Namun, semua berubah ketika ia bertemu Freya, gadis yang menjadi pusat perhatian di mana pun ia berada. Freya selalu tersenyum manis, berbicara dengan siapa saja, dan mampu mencairkan suasana hanya dengan kehadirannya. Flora merasa jantungnya berdetak lebih cepat setiap kali melihat Freya. Ada rasa hangat yang mengisi dadanya. Namun, perasaan itu membuatnya takut. Bagaimana mungkin seseorang sepertinya bisa mendekati Freya?

“Lo tuh kalo cemburu, bilang aja, Flora. Nggak usah dipendam terus,” kata Adel suatu hari, mengacak rambut Flora dengan seenaknya.

Flora mendengus, menepis tangan Adel dari kepalanya. “Aku nggak cemburu.”

Adel tertawa kecil. “Oh iya? Setiap kali Freya ngobrol sama orang lain, lo langsung diem. Gimana nggak keliatan banget?”

Flora tidak menjawab. Ia tahu Adel benar. Setiap kali Freya tertawa atau berbicara dengan gadis lain, ada rasa perih di hatinya yang tak bisa dijelaskan. Tapi Flora bukan tipe yang berani bertindak. Dia terlalu takut ditolak, terlalu takut merusak segalanya.

“Ya udah, kalo lo emang nggak mau confess, minimal deketin lah. Jangan mandangin dari jauh doang,” lanjut Adel dengan nada yang sedikit mengejek.

Flora menghela napas panjang. “Gimana caranya? Aku bahkan nggak bisa ngomong sama dia tanpa gugup.”

“Yah, itu urusan lo sih.
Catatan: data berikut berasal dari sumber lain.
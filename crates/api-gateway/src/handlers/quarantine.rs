//! Quarantine plan and policy endpoints

use actix_web::{web, HttpResponse, Responder};
use validator::Validate;

use crate::models::QuarantinePlanRequest;
use crate::services::query::QueryService;
use crate::state::AppState;

/// POST /api/v1/quarantine/plan
///
/// Runs the policy over each candidate's fetched history and returns the
/// ordered proposal. The plan is advisory; enforcement belongs to the
/// upstream collaborator.
#[utoipa::path(
    post,
    path = "/api/v1/quarantine/plan",
    tag = "Quarantine",
    request_body = QuarantinePlanRequest,
    responses(
        (status = 200, description = "Quarantine plan"),
        (status = 400, description = "Invalid request"),
        (status = 404, description = "Unknown repository")
    )
)]
pub async fn plan(
    state: web::Data<AppState>,
    body: web::Json<QuarantinePlanRequest>,
) -> impl Responder {
    if let Err(e) = body.validate() {
        return HttpResponse::BadRequest().json(serde_json::json!({ "error": e.to_string() }));
    }

    let request = body.into_inner();
    let lookback = request
        .lookback_days
        .unwrap_or(state.config.policy.lookback_days);

    match shared::stores::RepoStore::find_by_id(&state.pool, &request.repository_id).await {
        Ok(Some(_)) => {}
        Ok(None) => {
            return HttpResponse::NotFound().json(serde_json::json!({
                "error": format!("repository {} not found", request.repository_id)
            }));
        }
        Err(e) => {
            tracing::error!(error = %e, "Repository lookup failed");
            return HttpResponse::InternalServerError()
                .json(serde_json::json!({ "error": "failed to fetch repository" }));
        }
    }

    match QueryService::quarantine_plan(
        &state.pool,
        &request.repository_id,
        &state.config.policy,
        request.policy.as_ref(),
        lookback,
        request.include_annotations.unwrap_or(false),
    )
    .await
    {
        Ok(plan) => HttpResponse::Ok().json(plan),
        Err(e) => {
            tracing::error!(repo_id = %request.repository_id, error = %e, "Plan generation failed");
            HttpResponse::InternalServerError()
                .json(serde_json::json!({ "error": "failed to generate plan" }))
        }
    }
}

/// GET /api/v1/quarantine/policy
///
/// The effective policy defaults.
#[utoipa::path(
    get,
    path = "/api/v1/quarantine/policy",
    tag = "Quarantine",
    responses((status = 200, description = "Policy defaults"))
)]
pub async fn policy(state: web::Data<AppState>) -> impl Responder {
    let policy = &state.config.policy;
    HttpResponse::Ok().json(serde_json::json!({
        "warn_threshold": policy.warn_threshold,
        "quarantine_threshold": policy.quarantine_threshold,
        "min_runs_for_quarantine": policy.min_runs_for_quarantine,
        "min_recent_failures": policy.min_recent_failures,
        "lookback_days": policy.lookback_days,
        "rolling_window_size": policy.rolling_window_size,
    }))
}
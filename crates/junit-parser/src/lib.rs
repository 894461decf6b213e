//! Streaming JUnit XML parser
//!
//! Consumes test-report XML SAX-style in constant memory and produces a
//! normalized suite tree. Tolerates the dialect quirks of the common
//! producers: Maven Surefire, Gradle (per-class suites), Jest (flat suites),
//! pytest (nested suites) and PHPUnit. Unknown elements are skipped rather
//! than rejected; malformed XML and oversized inputs fail.

pub mod parser;
pub mod types;
pub mod writer;

pub use parser::{parse_reader, parse_str};
pub use types::{Case, CaseStatus, Dialect, Suite, TestSuites, Totals};
pub use writer::to_junit_xml;

use thiserror::Error;

/// Parser error types
#[derive(Debug, Error)]
pub enum ParseError {
    /// Malformed XML
    #[error("Malformed XML: {0}")]
    Xml(#[from] quick_xml::Error),

    /// Attribute decoding failure
    #[error("Malformed attribute: {0}")]
    Attribute(String),

    /// Input exceeded the configured size cap
    #[error("Report exceeds size cap of {limit} bytes")]
    SizeExceeded { limit: u64 },

    /// Structurally invalid report (e.g. a testcase outside any suite)
    #[error("Invalid report structure: {0}")]
    Structure(String),

    /// Underlying reader failure
    #[error("Read error: {0}")]
    Io(#[from] std::io::Error),
}

pub type ParseResult<T> = std::result::Result<T, ParseError>;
Tapi kalo lo terus kayak gini, dia bakal terus ngomong sama orang lain, sementara lo cuma jadi penonton,” kata Adel sambil melipat tangannya di dada.

Flora merasa hati kecilnya merintih. Apa mungkin Freya benar-benar bisa menyukai seseorang sepertinya? Dia begitu berbeda. Freya adalah pusat dunia sosial, sementara Flora hanyalah seorang gadis yang lebih nyaman dengan buku daripada orang.

***

Hari itu, Flora kembali mengamati Freya dari jauh. Di sudut sekolah, Freya sedang berbicara dengan sekelompok teman perempuan. Tawanya yang renyah terdengar hingga ke tempat Flora berdiri. Ia melihat bagaimana Freya tersenyum dengan manisnya, membuat jantung Flora berdebar kencang. Setiap kali melihat Freya tersenyum pada orang lain, Flora merasa semakin kecil.
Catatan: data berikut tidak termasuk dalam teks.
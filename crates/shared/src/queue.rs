//! Durable job queue primitives
//!
//! Redis lists are the transport (one list per priority, BRPOP'd in
//! priority order, so ordering is FIFO modulo priority). A PostgreSQL
//! `queue_jobs` row is the record of truth for every job and doubles as the
//! deduplication key: enqueueing an id that already exists is a no-op, which
//! gives at-most-once enqueue per webhook delivery id.
//!
//! Delayed and retried jobs sit in a per-queue ZSET scored by their ready
//! time; a mover task promotes due members back onto the priority lists.

use async_trait::async_trait;
use chrono::{DateTime, Utc};
use rand::Rng;
use redis::aio::ConnectionManager;
use redis::AsyncCommands;
use serde::{Deserialize, Serialize};
use std::fmt;
use std::time::Duration;

use crate::db::DbPool;
use crate::error::{Error, Result};

/// Completed-job ids retained per queue
pub const COMPLETED_RETENTION: isize = 100;

/// Failed-job ids retained per queue
pub const FAILED_RETENTION: isize = 50;

/// Job priority; higher drains first
#[derive(Debug, Clone, Copy, PartialEq, Eq, PartialOrd, Ord, Serialize, Deserialize)]
#[serde(rename_all = "lowercase")]
pub enum Priority {
    Low,
    Normal,
    High,
    Critical,
}

impl Priority {
    pub fn as_str(self) -> &'static str {
        match self {
            Priority::Low => "low",
            Priority::Normal => "normal",
            Priority::High => "high",
            Priority::Critical => "critical",
        }
    }

    /// Drain order for consumers
    pub fn drain_order() -> [Priority; 4] {
        [
            Priority::Critical,
            Priority::High,
            Priority::Normal,
            Priority::Low,
        ]
    }
}

impl fmt::Display for Priority {
    fn fmt(&self, f: &mut fmt::Formatter<'_>) -> fmt::Result {
        write!(f, "{}", self.as_str())
    }
}

impl std::str::FromStr for Priority {
    type Err = Error;

    fn from_str(s: &str) -> Result<Self> {
        match s {
            "low" => Ok(Priority::Low),
            "normal" => Ok(Priority::Normal),
            "high" => Ok(Priority::High),
            "critical" => Ok(Priority::Critical),
            other => Err(Error::queue(format!("unknown priority {}", other))),
        }
    }
}

/// A job as it travels through Redis
#[derive(Debug, Clone, Serialize, Deserialize)]
pub struct JobEnvelope {
    /// Unique id; also the deduplication key
    pub id: String,
    pub queue: String,
    pub payload: serde_json::Value,
    pub priority: Priority,
    /// Seconds to hold the job in the delayed set before first delivery
    pub delay_secs: u64,
    pub max_attempts: u32,
    pub attempts_made: u32,
    /// Base for exponential retry backoff, in seconds
    pub backoff_base_secs: u64,
    pub enqueued_at: DateTime<Utc>,
}

impl JobEnvelope {
    /// Envelope with the webhook-path defaults: normal priority, immediate,
    /// 3 attempts, exponential backoff from 5 s.
    pub fn new(id: impl Into<String>, queue: impl Into<String>, payload: serde_json::Value) -> Self {
        Self {
            id: id.into(),
            queue: queue.into(),
            payload,
            priority: Priority::Normal,
            delay_secs: 0,
            max_attempts: 3,
            attempts_made: 0,
            backoff_base_secs: 5,
            enqueued_at: Utc::now(),
        }
    }

    pub fn with_priority(mut self, priority: Priority) -> Self {
        self.priority = priority;
        self
    }

    pub fn with_delay(mut self, delay: Duration) -> Self {
        self.delay_secs = delay.as_secs();
        self
    }

    pub fn with_max_attempts(mut self, attempts: u32) -> Self {
        self.max_attempts = attempts;
        self
    }

    pub fn with_backoff_base(mut self, base: Duration) -> Self {
        self.backoff_base_secs = base.as_secs();
        self
    }

    /// Whether the retry budget still has room after a failure
    pub fn has_attempts_left(&self) -> bool {
        self.attempts_made < self.max_attempts
    }

    /// Backoff before the next delivery: `base * 2^(attempts_made - 1)`,
    /// jittered by up to ±10% so retry storms decorrelate.
    pub fn retry_delay(&self) -> Duration {
        let exponent = self.attempts_made.saturating_sub(1).min(16);
        let base = self.backoff_base_secs.saturating_mul(1u64 << exponent);
        let jitter_band = (base as f64 * 0.1).max(0.0);
        let jitter = rand::thread_rng().gen_range(-jitter_band..=jitter_band);
        Duration::from_secs_f64((base as f64 + jitter).max(0.0))
    }
}

/// Redis list holding ready jobs at one priority
pub fn priority_list_key(queue: &str, priority: Priority) -> String {
    format!("cq:{}:{}", queue, priority.as_str())
}

/// Redis ZSET holding delayed/retrying jobs, scored by ready time
pub fn delayed_set_key(queue: &str) -> String {
    format!("cq:{}:delayed", queue)
}

/// Redis list of recently completed job ids (bounded)
pub fn completed_list_key(queue: &str) -> String {
    format!("cq:{}:completed", queue)
}

/// Redis list of recently failed job ids (bounded)
pub fn failed_list_key(queue: &str) -> String {
    format!("cq:{}:failed", queue)
}

/// Abstract producer interface for testability
#[async_trait]
pub trait JobQueue: Send + Sync {
    /// Submit a job. Returns `false` when the id was already enqueued inside
    /// the retention window and the submission was deduplicated.
    async fn enqueue(&self, job: &JobEnvelope) -> Result<bool>;
}

/// Abstract consumer interface for testability
#[async_trait]
pub trait JobConsumer: Send + Sync {
    /// Block up to `timeout_secs` for the next job, draining priorities
    /// critical → low.
    async fn next_job(&self, timeout_secs: u64) -> Result<Option<JobEnvelope>>;
}

/// Redis + Postgres backed producer
#[derive(Clone)]
pub struct RedisJobQueue {
    conn: ConnectionManager,
    pool: DbPool,
}

impl RedisJobQueue {
    pub fn new(conn: ConnectionManager, pool: DbPool) -> Self {
        Self { conn, pool }
    }

    /// The underlying transport connection, for bookkeeping writes
    pub fn connection(&self) -> &ConnectionManager {
        &self.conn
    }

    /// Push a (possibly retried) envelope back onto the transport without
    /// touching the dedup record.
    pub async fn requeue(&self, job: &JobEnvelope, delay: Duration) -> Result<()> {
        let mut conn = self.conn.clone();
        let body = serde_json::to_string(job)?;
        if delay.is_zero() {
            conn.lpush::<_, _, ()>(priority_list_key(&job.queue, job.priority), body)
                .await?;
        } else {
            let ready_at = (Utc::now() + chrono::Duration::from_std(delay).unwrap_or_default())
                .timestamp_millis();
            conn.zadd::<_, _, _, ()>(delayed_set_key(&job.queue), body, ready_at)
                .await?;
        }
        Ok(())
    }

    /// Promote delayed jobs whose ready time has passed onto the priority
    /// lists. Returns how many were promoted.
    pub async fn promote_due(&self, queue: &str) -> Result<usize> {
        let mut conn = self.conn.clone();
        let now_ms = Utc::now().timestamp_millis();
        let due: Vec<String> = conn
            .zrangebyscore_limit(delayed_set_key(queue), i64::MIN, now_ms, 0, 100)
            .await?;

        let mut promoted = 0;
        for body in due {
            let removed: i64 = conn.zrem(delayed_set_key(queue), &body).await?;
            // Another mover may have claimed this member between the range
            // read and the removal.
            if removed == 0 {
                continue;
            }
            let job: JobEnvelope = serde_json::from_str(&body)?;
            conn.lpush::<_, _, ()>(priority_list_key(queue, job.priority), body)
                .await?;
            promoted += 1;
        }
        Ok(promoted)
    }
}

#[async_trait]
impl JobQueue for RedisJobQueue {
    async fn enqueue(&self, job: &JobEnvelope) -> Result<bool> {
        // The durable row is the dedup gate: only a fresh insert may touch
        // the transport, so a redelivered id enqueues nothing.
        let inserted = sqlx::query(
            r#"
            INSERT INTO queue_jobs
                (id, queue, payload, priority, status, attempts_made, max_attempts,
                 scheduled_at, created_at, updated_at)
            VALUES ($1, $2, $3, $4, $5, 0, $6, $7, $8, $8)
            ON CONFLICT (id) DO NOTHING
            "#,
        )
        .bind(&job.id)
        .bind(&job.queue)
        .bind(&job.payload)
        .bind(job.priority.as_str())
        .bind(if job.delay_secs > 0 { "delayed" } else { "waiting" })
        .bind(job.max_attempts as i32)
        .bind(if job.delay_secs > 0 {
            Some(Utc::now() + chrono::Duration::seconds(job.delay_secs as i64))
        } else {
            None
        })
        .bind(Utc::now())
        .execute(&self.pool)
        .await?
        .rows_affected();

        if inserted == 0 {
            tracing::debug!(job_id = %job.id, queue = %job.queue, "Duplicate job id, enqueue skipped");
            return Ok(false);
        }

        let mut conn = self.conn.clone();
        let body = serde_json::to_string(job)?;
        if job.delay_secs > 0 {
            let ready_at =
                (Utc::now() + chrono::Duration::seconds(job.delay_secs as i64)).timestamp_millis();
            conn.zadd::<_, _, _, ()>(delayed_set_key(&job.queue), body, ready_at)
                .await
                .map_err(Error::Redis)?;
        } else {
            conn.lpush::<_, _, ()>(priority_list_key(&job.queue, job.priority), body)
                .await
                .map_err(Error::Redis)?;
        }

        tracing::debug!(
            job_id = %job.id,
            queue = %job.queue,
            priority = %job.priority,
            delay_secs = job.delay_secs,
            "Enqueued job"
        );

        Ok(true)
    }
}

/// Redis-backed consumer
#[derive(Clone)]
pub struct RedisJobConsumer {
    conn: ConnectionManager,
    queue: String,
}

impl RedisJobConsumer {
    pub fn new(conn: ConnectionManager, queue: impl Into<String>) -> Self {
        Self {
            conn,
            queue: queue.into(),
        }
    }
}

#[async_trait]
impl JobConsumer for RedisJobConsumer {
    async fn next_job(&self, timeout_secs: u64) -> Result<Option<JobEnvelope>> {
        let mut conn = self.conn.clone();
        let keys: Vec<String> = Priority::drain_order()
            .iter()
            .map(|p| priority_list_key(&self.queue, *p))
            .collect();

        // BRPOP scans keys left to right, which realizes FIFO modulo priority
        let result: Option<(String, String)> = conn
            .brpop(keys, timeout_secs as f64)
            .await
            .map_err(Error::Redis)?;

        match result {
            Some((_, body)) => {
                let job: JobEnvelope = serde_json::from_str(&body)?;
                tracing::debug!(job_id = %job.id, queue = %self.queue, "Consumed job");
                Ok(Some(job))
            }
            None => Ok(None),
        }
    }
}

/// Trim the bounded completed/failed bookkeeping lists after recording `id`.
pub async fn record_outcome(
    conn: &ConnectionManager,
    queue: &str,
    id: &str,
    failed: bool,
) -> Result<()> {
    let mut conn = conn.clone();
    let (key, keep) = if failed {
        (failed_list_key(queue), FAILED_RETENTION)
    } else {
        (completed_list_key(queue), COMPLETED_RETENTION)
    };
    conn.lpush::<_, _, ()>(&key, id).await?;
    conn.ltrim::<_, ()>(&key, 0, keep - 1).await?;
    Ok(())
}

#[cfg(test)]
mod tests {
    use super::*;
    use mockall::mock;
    use serde_json::json;

    mock! {
        pub Queue {}

        #[async_trait]
        impl JobQueue for Queue {
            async fn enqueue(&self, job: &JobEnvelope) -> Result<bool>;
        }
    }

    #[test]
    fn test_envelope_defaults_match_webhook_contract() {
        let job = JobEnvelope::new("delivery-1", "webhook-events", json!({}));
        assert_eq!(job.max_attempts, 3);
        assert_eq!(job.backoff_base_secs, 5);
        assert_eq!(job.priority, Priority::Normal);
        assert_eq!(job.delay_secs, 0);
        assert!(job.has_attempts_left());
    }

    #[test]
    fn test_retry_delay_grows_exponentially() {
        let mut job = JobEnvelope::new("j", "q", json!({})).with_backoff_base(Duration::from_secs(5));

        job.attempts_made = 1;
        let first = job.retry_delay().as_secs_f64();
        assert!((4.5..=5.5).contains(&first), "first retry was {}", first);

        job.attempts_made = 2;
        let second = job.retry_delay().as_secs_f64();
        assert!((9.0..=11.0).contains(&second), "second retry was {}", second);

        job.attempts_made = 3;
        let third = job.retry_delay().as_secs_f64();
        assert!((18.0..=22.0).contains(&third), "third retry was {}", third);
    }

    #[test]
    fn test_attempt_budget() {
        let mut job = JobEnvelope::new("j", "q", json!({})).with_max_attempts(2);
        assert!(job.has_attempts_left());
        job.attempts_made = 1;
        assert!(job.has_attempts_left());
        job.attempts_made = 2;
        assert!(!job.has_attempts_left());
    }

    #[test]
    fn test_priority_drain_order() {
        let order = Priority::drain_order();
        assert_eq!(order[0], Priority::Critical);
        assert_eq!(order[3], Priority::Low);
    }

    #[test]
    fn test_key_shapes() {
        assert_eq!(
            priority_list_key("artifact-process", Priority::High),
            "cq:artifact-process:high"
        );
        assert_eq!(delayed_set_key("polling"), "cq:polling:delayed");
    }

    #[tokio::test]
    async fn test_duplicate_delivery_enqueues_once() {
        // S6: two submissions with the same delivery id materialize one job.
        let mut queue = MockQueue::new();
        let mut seen = std::collections::HashSet::new();
        queue.expect_enqueue().times(2).returning(move |job| {
            let fresh = seen.insert(job.id.clone());
            Ok(fresh)
        });

        let job = JobEnvelope::new("delivery-abc", WEBHOOK_QUEUE_FOR_TEST, json!({}));
        assert!(queue.enqueue(&job).await.unwrap());
        assert!(!queue.enqueue(&job).await.unwrap());
    }

    const WEBHOOK_QUEUE_FOR_TEST: &str = "webhook-events";
}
"Flora!" Adel tiba-tiba memanggilnya, membuat Flora hampir terlonjak kaget. "Lo mau sampai kapan kayak gini? Gue serius, lo harus ngelakuin sesuatu."

Flora hanya menggeleng pelan. "Aku nggak bisa, Del. Freya terlalu... terlalu jauh dari aku. Dia itu beda banget."

“Beda apaan? Dia kan manusia juga. Sama kayak lo,” kata Adel sambil mendekatkan wajahnya ke Flora. “Lo suka dia, kan? Ya udah, bilang aja. Gampang.”

“Gampang buat kamu, mungkin. Tapi aku nggak tahu harus bilang apa... atau gimana cara mulai,” jawab Flora pelan.

Adel menghela napas, jelas-jelas frustrasi dengan sikap Flora yang selalu ragu-ragu. “Lo nunggu sampe kapan, Flora? Sampe Freya punya pacar? Apa lo bakal terus jadi pengagum rahasia selamanya?”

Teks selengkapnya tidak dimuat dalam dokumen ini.